◆ DIRECTIONS FOR THIS TASK:
Transcribe each record exactly. Include every one.

Collected data entries:

━━━

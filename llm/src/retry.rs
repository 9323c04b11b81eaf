//! Retry layer for transient provider failures.

use async_trait::async_trait;
use std::time::Duration;
use tokio_retry2::{strategy::jitter, strategy::ExponentialBackoff, Retry, RetryError};
use tracing::warn;

use crate::{Error, GenerationRequest, LlmClient, Provider};

/// Wraps a client and retries transient failures with exponential backoff.
///
/// `max_attempts` counts the first call, so a value of 3 allows two retries.
/// Delays grow as roughly 1s, 2s, 4s (jittered) and are capped at one minute.
pub struct Retrying<C> {
    inner: C,
    max_attempts: usize,
}

impl<C: LlmClient> Retrying<C> {
    pub fn new(inner: C, max_attempts: usize) -> Self {
        Self {
            inner,
            max_attempts: max_attempts.max(1),
        }
    }

    pub fn max_attempts(&self) -> usize {
        self.max_attempts
    }

    pub fn inner(&self) -> &C {
        &self.inner
    }
}

#[async_trait]
impl<C: LlmClient> LlmClient for Retrying<C> {
    async fn generate(&self, request: GenerationRequest) -> Result<String, Error> {
        let strategy = ExponentialBackoff::from_millis(2)
            .factor(500)
            .max_delay(Duration::from_secs(60))
            .map(jitter)
            .take(self.max_attempts - 1);

        let inner = &self.inner;
        Retry::spawn(strategy, || {
            let request = request.clone();
            async move {
                match inner.generate(request).await {
                    Ok(text) => Ok(text),
                    Err(e) if e.is_retryable() => {
                        warn!(error = %e, provider = %inner.provider(), "Transient error, will retry");
                        Err(RetryError::Transient {
                            err: e,
                            retry_after: None,
                        })
                    }
                    Err(e) => {
                        warn!(error = %e, "Permanent error, failing immediately");
                        Err(RetryError::Permanent(e))
                    }
                }
            }
        })
        .await
    }

    fn provider(&self) -> Provider {
        self.inner.provider()
    }

    fn model(&self) -> &str {
        self.inner.model()
    }
}

#[cfg(test)]
mod tests {
    use super::*;
    use std::sync::atomic::{AtomicUsize, Ordering};
    use std::sync::Mutex;

    /// Fails with the queued errors, then succeeds.
    struct Flaky {
        failures: Mutex<Vec<Error>>,
        calls: AtomicUsize,
    }

    impl Flaky {
        fn new(failures: Vec<Error>) -> Self {
            Self {
                failures: Mutex::new(failures),
                calls: AtomicUsize::new(0),
            }
        }
    }

    #[async_trait]
    impl LlmClient for Flaky {
        async fn generate(&self, _request: GenerationRequest) -> Result<String, Error> {
            self.calls.fetch_add(1, Ordering::SeqCst);
            let next = self.failures.lock().unwrap().pop();
            match next {
                Some(err) => Err(err),
                None => Ok("done".to_string()),
            }
        }

        fn provider(&self) -> Provider {
            Provider::Anthropic
        }

        fn model(&self) -> &str {
            "flaky"
        }
    }

    #[tokio::test]
    async fn test_permanent_error_is_not_retried() {
        let client = Retrying::new(
            Flaky::new(vec![Error::Api {
                status: 401,
                message: "unauthorized".into(),
            }]),
            3,
        );
        let result = client.generate(GenerationRequest::new("hi")).await;
        assert!(matches!(result, Err(Error::Api { status: 401, .. })));
        assert_eq!(client.inner().calls.load(Ordering::SeqCst), 1);
    }

    #[tokio::test]
    async fn test_single_attempt_gives_up_immediately() {
        let client = Retrying::new(Flaky::new(vec![Error::Network("reset".into())]), 1);
        let result = client.generate(GenerationRequest::new("hi")).await;
        assert!(matches!(result, Err(Error::Network(_))));
        assert_eq!(client.inner().calls.load(Ordering::SeqCst), 1);
    }

    #[tokio::test]
    async fn test_transient_error_is_retried() {
        let client = Retrying::new(Flaky::new(vec![Error::Network("reset".into())]), 2);
        let result = client.generate(GenerationRequest::new("hi")).await;
        assert_eq!(result.unwrap(), "done");
        assert_eq!(client.inner().calls.load(Ordering::SeqCst), 2);
    }

    #[test]
    fn test_zero_attempts_clamped() {
        let client = Retrying::new(Flaky::new(vec![]), 0);
        assert_eq!(client.max_attempts(), 1);
        assert_eq!(client.model(), "flaky");
    }
}
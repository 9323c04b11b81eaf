//! Chapter review.
//!
//! Continuity is checked with deterministic rules against story memory.
//! Quality is assessed by the model.

mod continuity;
mod quality;

pub use continuity::ContinuityChecker;
pub use quality::QualityChecker;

━━━

◆ SOLUTION TO THIS TASK:
filename llm/src/retry.rs
repository 9323c04b11b81eaf
//! Retry layer for transient provider failures.

use async_trait::async_trait;
use std::time::Duration;
use tokio_retry2::{strategy::jitter, strategy::ExponentialBackoff, Retry, RetryError};
use tracing::warn;

use crate::{Error, GenerationRequest, LlmClient, Provider};

/// Wraps a client and retries transient failures with exponential backoff.
///
/// `max_attempts` counts the first call, so a value of 3 allows two retries.
/// Delays grow as roughly 1s, 2s, 4s (jittered) and are capped at one minute.
pub struct Retrying<C> {
    inner: C,
    max_attempts: usize,
}

impl<C: LlmClient> Retrying<C> {
    pub fn new(inner: C, max_attempts: usize) -> Self {
        Self {
            inner,
            max_attempts: max_attempts.max(1),
        }
    }

    pub fn max_attempts(&self) -> usize {
        self.max_attempts
    }

    pub fn inner(&self) -> &C {
        &self.inner
    }
}

#[async_trait]
impl<C: LlmClient> LlmClient for Retrying<C> {
    async fn generate(&self, request: GenerationRequest) -> Result<String, Error> {
        let strategy = ExponentialBackoff::from_millis(2)
            .factor(500)
            .max_delay(Duration::from_secs(60))
            .map(jitter)
            .take(self.max_attempts - 1);

        let inner = &self.inner;
        Retry::spawn(strategy, || {
            let request = request.clone();
            async move {
                match inner.generate(request).await {
                    Ok(text) => Ok(text),
                    Err(e) if e.is_retryable() => {
                        warn!(error = %e, provider = %inner.provider(), "Transient error, will retry");
                        Err(RetryError::Transient {
                            err: e,
                            retry_after: None,
                        })
                    }
                    Err(e) => {
                        warn!(error = %e, "Permanent error, failing immediately");
                        Err(RetryError::Permanent(e))
                    }
                }
            }
        })
        .await
    }

    fn provider(&self) -> Provider {
        self.inner.provider()
    }

    fn model(&self) -> &str {
        self.inner.model()
    }
}

#[cfg(test)]
mod tests {
    use super::*;
    use std::sync::atomic::{AtomicUsize, Ordering};
    use std::sync::Mutex;

    /// Fails with the queued errors, then succeeds.
    struct Flaky {
        failures: Mutex<Vec<Error>>,
        calls: AtomicUsize,
    }

    impl Flaky {
        fn new(failures: Vec<Error>) -> Self {
            Self {
                failures: Mutex::new(failures),
                calls: AtomicUsize::new(0),
            }
        }
    }

    #[async_trait]
    impl LlmClient for Flaky {
        async fn generate(&self, _request: GenerationRequest) -> Result<String, Error> {
            self.calls.fetch_add(1, Ordering::SeqCst);
            let next = self.failures.lock().unwrap().pop();
            match next {
                Some(err) => Err(err),
                None => Ok("done".to_string()),
            }
        }

        fn provider(&self) -> Provider {
            Provider::Anthropic
        }

        fn model(&self) -> &str {
            "flaky"
        }
    }

    #[tokio::test]
    async fn test_permanent_error_is_not_retried() {
        let client = Retrying::new(
            Flaky::new(vec![Error::Api {
                status: 401,
                message: "unauthorized".into(),
            }]),
            3,
        );
        let result = client.generate(GenerationRequest::new("hi")).await;
        assert!(matches!(result, Err(Error::Api { status: 401, .. })));
        assert_eq!(client.inner().calls.load(Ordering::SeqCst), 1);
    }

    #[tokio::test]
    async fn test_single_attempt_gives_up_immediately() {
        let client = Retrying::new(Flaky::new(vec![Error::Network("reset".into())]), 1);
        let result = client.generate(GenerationRequest::new("hi")).await;
        assert!(matches!(result, Err(Error::Network(_))));
        assert_eq!(client.inner().calls.load(Ordering::SeqCst), 1);
    }

    #[tokio::test]
    async fn test_transient_error_is_retried() {
        let client = Retrying::new(Flaky::new(vec![Error::Network("reset".into())]), 2);
        let result = client.generate(GenerationRequest::new("hi")).await;
        assert_eq!(result.unwrap(), "done");
        assert_eq!(client.inner().calls.load(Ordering::SeqCst), 2);
    }

    #[test]
    fn test_zero_attempts_clamped() {
        let client = Retrying::new(Flaky::new(vec![]), 0);
        assert_eq!(client.max_attempts(), 1);
        assert_eq!(client.model(), "flaky");
    }
}
repository 9323c04b11b81eaf
//! Chapter review.
//!
//! Continuity is checked with deterministic rules against story memory.
//! Quality is assessed by the model.

mod continuity;
mod quality;

pub use continuity::ContinuityChecker;
pub use quality::QualityChecker;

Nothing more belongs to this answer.